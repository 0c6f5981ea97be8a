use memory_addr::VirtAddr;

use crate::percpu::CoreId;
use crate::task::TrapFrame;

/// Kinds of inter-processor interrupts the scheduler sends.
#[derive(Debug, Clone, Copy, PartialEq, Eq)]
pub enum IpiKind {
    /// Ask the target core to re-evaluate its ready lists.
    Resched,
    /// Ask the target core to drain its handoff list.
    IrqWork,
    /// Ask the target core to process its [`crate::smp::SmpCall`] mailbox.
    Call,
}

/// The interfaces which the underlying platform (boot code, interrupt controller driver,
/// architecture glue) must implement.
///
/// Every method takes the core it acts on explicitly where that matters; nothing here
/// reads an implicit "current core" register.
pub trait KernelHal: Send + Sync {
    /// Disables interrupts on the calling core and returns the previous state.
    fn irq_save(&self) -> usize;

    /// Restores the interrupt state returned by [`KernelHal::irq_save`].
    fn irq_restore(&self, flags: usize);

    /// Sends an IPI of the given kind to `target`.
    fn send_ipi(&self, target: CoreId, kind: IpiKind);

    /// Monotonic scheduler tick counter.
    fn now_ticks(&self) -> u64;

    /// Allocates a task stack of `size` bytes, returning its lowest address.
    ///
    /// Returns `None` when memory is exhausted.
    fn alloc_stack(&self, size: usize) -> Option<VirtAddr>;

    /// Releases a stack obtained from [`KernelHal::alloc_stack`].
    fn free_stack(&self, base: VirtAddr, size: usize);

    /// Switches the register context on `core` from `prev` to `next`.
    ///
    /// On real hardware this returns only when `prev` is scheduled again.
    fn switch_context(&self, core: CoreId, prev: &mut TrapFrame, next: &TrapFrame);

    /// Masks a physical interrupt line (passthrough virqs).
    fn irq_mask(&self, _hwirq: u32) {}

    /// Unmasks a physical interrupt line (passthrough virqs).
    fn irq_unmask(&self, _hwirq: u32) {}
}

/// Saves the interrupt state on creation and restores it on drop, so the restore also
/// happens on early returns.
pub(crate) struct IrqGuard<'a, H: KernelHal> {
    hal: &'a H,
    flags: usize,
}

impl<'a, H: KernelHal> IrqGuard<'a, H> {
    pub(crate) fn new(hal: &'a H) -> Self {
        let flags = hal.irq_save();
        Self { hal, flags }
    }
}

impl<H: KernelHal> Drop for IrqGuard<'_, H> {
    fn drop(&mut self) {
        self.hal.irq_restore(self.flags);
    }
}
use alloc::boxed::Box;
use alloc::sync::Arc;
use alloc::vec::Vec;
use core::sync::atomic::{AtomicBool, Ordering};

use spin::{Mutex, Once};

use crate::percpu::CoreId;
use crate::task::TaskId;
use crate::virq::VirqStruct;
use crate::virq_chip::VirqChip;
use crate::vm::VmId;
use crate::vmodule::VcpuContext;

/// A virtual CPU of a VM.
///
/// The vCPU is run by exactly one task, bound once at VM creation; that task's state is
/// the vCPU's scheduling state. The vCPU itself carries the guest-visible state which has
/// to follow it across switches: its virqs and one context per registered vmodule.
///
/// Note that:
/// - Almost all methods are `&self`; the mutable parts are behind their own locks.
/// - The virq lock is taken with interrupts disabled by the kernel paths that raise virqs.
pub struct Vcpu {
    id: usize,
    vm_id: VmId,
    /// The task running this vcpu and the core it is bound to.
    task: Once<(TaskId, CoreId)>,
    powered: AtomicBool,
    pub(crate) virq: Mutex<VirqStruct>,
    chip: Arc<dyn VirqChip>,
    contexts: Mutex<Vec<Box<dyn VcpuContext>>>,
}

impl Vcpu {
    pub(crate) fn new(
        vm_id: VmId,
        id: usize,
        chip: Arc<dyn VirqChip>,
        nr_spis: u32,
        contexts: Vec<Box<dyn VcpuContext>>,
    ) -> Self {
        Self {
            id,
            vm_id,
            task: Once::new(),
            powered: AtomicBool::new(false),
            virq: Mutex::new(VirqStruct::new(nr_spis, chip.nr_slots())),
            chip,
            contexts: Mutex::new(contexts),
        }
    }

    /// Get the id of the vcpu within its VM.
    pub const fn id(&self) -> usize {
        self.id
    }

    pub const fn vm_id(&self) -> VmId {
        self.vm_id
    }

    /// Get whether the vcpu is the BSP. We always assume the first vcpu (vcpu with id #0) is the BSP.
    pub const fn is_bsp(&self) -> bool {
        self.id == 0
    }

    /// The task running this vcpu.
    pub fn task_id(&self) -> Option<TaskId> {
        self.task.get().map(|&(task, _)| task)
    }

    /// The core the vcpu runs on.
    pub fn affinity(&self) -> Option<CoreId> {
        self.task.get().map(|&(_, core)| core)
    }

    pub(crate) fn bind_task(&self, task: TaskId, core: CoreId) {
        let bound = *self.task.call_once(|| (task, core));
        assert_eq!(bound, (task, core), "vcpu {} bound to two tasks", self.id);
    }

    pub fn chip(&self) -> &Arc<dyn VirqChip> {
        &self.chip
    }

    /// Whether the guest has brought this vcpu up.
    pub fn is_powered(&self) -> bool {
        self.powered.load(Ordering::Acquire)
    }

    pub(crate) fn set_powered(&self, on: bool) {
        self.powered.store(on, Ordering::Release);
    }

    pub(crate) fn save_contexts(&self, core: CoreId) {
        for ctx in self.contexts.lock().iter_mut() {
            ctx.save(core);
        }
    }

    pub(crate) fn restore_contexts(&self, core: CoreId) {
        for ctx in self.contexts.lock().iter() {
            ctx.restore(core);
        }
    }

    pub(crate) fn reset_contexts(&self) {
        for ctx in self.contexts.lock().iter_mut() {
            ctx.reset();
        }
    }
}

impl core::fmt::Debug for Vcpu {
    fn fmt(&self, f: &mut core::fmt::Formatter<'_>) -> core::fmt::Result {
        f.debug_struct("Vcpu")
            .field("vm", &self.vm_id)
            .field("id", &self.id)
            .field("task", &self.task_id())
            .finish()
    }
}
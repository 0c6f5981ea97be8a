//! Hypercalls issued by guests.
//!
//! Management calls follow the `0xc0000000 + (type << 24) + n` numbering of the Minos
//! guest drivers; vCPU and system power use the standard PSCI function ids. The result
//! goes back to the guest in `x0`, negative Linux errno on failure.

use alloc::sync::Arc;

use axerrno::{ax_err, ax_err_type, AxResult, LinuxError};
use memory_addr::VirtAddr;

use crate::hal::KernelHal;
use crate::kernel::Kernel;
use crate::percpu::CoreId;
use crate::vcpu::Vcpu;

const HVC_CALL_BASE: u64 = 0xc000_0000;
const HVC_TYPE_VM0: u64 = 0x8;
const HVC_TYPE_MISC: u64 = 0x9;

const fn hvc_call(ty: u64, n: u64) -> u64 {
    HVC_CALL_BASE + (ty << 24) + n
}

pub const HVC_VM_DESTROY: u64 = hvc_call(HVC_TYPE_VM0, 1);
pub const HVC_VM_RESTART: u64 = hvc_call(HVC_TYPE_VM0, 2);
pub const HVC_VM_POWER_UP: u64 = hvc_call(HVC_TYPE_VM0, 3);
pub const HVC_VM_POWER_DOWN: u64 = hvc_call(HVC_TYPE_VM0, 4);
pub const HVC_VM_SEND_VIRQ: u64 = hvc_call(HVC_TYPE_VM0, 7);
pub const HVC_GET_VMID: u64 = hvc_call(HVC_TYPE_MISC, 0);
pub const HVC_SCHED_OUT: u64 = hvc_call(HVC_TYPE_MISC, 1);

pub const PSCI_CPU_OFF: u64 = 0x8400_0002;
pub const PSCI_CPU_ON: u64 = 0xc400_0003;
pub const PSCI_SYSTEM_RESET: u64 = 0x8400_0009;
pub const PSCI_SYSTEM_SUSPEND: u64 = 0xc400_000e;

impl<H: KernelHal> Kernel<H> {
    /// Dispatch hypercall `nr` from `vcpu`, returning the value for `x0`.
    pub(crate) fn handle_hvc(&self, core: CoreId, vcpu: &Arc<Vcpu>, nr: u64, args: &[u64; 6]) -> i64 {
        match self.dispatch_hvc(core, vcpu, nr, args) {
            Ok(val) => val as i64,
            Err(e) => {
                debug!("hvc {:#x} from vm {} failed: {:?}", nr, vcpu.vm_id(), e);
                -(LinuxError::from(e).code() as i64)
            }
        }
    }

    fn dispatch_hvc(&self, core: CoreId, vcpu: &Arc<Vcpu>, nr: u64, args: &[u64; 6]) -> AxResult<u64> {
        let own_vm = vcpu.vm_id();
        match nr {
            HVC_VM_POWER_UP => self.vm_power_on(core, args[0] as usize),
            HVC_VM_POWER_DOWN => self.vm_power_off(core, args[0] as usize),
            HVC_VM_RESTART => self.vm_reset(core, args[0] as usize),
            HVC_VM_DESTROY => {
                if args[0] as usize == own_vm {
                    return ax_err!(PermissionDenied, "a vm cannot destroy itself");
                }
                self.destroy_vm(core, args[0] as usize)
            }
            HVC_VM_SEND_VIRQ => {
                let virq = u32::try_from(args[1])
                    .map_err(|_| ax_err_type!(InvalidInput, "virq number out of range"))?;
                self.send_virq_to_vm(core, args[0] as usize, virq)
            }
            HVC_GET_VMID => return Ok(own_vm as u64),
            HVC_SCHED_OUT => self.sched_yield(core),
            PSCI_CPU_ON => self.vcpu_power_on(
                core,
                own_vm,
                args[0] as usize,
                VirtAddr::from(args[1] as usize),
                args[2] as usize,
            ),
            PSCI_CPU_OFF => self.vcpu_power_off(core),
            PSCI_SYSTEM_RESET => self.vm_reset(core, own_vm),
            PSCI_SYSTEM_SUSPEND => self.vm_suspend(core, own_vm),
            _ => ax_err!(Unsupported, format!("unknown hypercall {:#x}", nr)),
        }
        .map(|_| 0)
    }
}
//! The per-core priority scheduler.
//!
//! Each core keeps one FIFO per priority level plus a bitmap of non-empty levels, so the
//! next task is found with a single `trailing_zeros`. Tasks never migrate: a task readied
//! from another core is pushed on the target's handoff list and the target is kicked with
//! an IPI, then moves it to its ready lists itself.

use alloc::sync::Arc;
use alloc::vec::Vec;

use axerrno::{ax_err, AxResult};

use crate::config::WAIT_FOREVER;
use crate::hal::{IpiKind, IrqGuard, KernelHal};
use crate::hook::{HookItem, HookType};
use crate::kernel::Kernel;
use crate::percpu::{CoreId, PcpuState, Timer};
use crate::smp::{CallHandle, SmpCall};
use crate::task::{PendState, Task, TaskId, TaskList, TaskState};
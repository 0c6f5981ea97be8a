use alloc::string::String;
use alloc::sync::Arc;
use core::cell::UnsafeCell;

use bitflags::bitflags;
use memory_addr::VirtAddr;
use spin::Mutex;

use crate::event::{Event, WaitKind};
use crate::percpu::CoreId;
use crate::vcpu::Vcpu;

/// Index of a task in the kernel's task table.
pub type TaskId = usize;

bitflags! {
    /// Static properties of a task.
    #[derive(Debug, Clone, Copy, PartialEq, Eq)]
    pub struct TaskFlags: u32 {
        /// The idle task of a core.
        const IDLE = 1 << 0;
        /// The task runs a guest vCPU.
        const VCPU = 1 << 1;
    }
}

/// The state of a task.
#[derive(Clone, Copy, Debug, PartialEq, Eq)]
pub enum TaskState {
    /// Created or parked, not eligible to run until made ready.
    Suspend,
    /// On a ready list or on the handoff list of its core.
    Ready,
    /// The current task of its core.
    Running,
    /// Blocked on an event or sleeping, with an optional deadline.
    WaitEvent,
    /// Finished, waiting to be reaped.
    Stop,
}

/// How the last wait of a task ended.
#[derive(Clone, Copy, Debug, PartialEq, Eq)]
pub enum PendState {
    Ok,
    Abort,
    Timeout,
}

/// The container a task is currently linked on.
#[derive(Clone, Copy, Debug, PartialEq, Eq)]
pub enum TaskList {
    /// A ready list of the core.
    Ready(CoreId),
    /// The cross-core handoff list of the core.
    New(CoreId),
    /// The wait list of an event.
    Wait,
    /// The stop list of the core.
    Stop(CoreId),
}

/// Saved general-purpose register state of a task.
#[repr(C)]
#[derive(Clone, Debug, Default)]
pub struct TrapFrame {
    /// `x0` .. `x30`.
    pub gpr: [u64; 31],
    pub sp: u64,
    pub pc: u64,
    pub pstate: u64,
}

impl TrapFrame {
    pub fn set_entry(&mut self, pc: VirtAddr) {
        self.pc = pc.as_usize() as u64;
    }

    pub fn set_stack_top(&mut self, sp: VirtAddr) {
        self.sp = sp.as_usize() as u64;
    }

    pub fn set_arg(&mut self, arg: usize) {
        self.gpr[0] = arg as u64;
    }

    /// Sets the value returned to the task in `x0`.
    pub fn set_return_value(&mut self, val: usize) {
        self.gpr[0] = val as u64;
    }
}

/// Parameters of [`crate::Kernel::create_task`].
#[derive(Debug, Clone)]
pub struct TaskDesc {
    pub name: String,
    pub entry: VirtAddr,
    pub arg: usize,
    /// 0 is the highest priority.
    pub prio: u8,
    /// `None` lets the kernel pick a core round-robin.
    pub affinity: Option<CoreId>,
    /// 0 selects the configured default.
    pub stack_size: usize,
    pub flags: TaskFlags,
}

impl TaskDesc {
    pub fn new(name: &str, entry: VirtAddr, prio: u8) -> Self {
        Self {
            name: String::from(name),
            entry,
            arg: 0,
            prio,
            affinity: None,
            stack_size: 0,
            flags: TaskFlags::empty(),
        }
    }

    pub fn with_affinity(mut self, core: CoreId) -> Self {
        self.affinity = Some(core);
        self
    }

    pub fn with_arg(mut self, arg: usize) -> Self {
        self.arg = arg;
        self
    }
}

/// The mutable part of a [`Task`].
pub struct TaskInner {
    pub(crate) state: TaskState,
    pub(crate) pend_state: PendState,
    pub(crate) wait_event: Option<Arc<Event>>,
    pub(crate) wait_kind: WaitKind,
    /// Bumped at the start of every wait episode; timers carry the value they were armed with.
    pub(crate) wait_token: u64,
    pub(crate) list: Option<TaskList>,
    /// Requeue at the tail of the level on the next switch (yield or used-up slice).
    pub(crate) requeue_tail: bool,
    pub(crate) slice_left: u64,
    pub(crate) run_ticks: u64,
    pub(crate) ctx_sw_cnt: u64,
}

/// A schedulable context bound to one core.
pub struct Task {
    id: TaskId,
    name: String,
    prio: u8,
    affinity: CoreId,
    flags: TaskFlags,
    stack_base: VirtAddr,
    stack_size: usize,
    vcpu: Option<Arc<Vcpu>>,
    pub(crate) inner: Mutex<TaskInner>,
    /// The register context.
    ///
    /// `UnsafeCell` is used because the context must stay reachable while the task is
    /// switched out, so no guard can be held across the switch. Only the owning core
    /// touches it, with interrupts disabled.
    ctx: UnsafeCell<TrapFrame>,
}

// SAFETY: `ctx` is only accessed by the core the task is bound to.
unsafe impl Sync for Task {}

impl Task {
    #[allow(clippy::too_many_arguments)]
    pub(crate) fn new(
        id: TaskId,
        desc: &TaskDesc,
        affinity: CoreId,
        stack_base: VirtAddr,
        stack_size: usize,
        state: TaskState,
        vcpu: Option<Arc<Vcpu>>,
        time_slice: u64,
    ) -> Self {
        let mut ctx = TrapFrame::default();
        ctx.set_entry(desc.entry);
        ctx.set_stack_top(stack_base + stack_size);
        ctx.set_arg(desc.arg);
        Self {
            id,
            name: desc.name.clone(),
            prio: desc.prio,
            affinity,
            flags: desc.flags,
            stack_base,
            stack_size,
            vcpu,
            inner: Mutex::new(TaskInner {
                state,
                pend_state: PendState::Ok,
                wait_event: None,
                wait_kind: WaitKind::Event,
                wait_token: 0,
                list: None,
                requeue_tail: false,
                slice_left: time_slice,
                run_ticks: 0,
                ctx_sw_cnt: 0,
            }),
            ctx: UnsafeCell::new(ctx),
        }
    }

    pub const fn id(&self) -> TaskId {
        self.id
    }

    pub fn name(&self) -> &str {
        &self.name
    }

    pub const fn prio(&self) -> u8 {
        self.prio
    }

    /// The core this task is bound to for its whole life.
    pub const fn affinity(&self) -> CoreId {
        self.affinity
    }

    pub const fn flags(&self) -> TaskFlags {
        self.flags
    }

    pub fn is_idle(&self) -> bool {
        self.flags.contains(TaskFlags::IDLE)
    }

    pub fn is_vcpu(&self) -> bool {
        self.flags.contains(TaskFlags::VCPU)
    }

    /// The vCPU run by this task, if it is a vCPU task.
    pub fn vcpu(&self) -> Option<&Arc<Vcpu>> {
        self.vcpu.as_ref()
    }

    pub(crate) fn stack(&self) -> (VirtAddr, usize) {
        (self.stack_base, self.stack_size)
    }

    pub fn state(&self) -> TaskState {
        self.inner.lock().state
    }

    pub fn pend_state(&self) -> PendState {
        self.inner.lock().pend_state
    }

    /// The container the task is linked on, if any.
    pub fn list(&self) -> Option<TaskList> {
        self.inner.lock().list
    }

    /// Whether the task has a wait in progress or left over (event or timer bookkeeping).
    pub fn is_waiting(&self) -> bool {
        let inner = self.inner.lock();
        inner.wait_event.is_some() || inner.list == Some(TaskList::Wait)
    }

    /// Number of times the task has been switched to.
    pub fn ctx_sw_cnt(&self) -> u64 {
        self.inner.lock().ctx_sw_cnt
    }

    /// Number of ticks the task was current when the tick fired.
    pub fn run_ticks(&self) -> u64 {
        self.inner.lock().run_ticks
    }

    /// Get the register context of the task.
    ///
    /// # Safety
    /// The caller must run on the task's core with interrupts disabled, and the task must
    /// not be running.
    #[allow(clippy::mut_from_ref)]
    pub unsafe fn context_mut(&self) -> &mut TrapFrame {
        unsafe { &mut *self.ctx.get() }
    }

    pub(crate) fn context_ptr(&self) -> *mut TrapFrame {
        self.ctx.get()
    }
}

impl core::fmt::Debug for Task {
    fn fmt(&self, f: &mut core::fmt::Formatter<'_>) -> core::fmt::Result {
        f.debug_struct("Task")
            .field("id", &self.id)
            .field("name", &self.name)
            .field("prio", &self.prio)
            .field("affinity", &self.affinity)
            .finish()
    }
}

────────

What needs to be done: What belongs in the answer is each line of the data that has the word "mutable".

Output of the exercise:
/// - Almost all methods are `&self`; the mutable parts are behind their own locks.
/// The mutable part of a [`Task`].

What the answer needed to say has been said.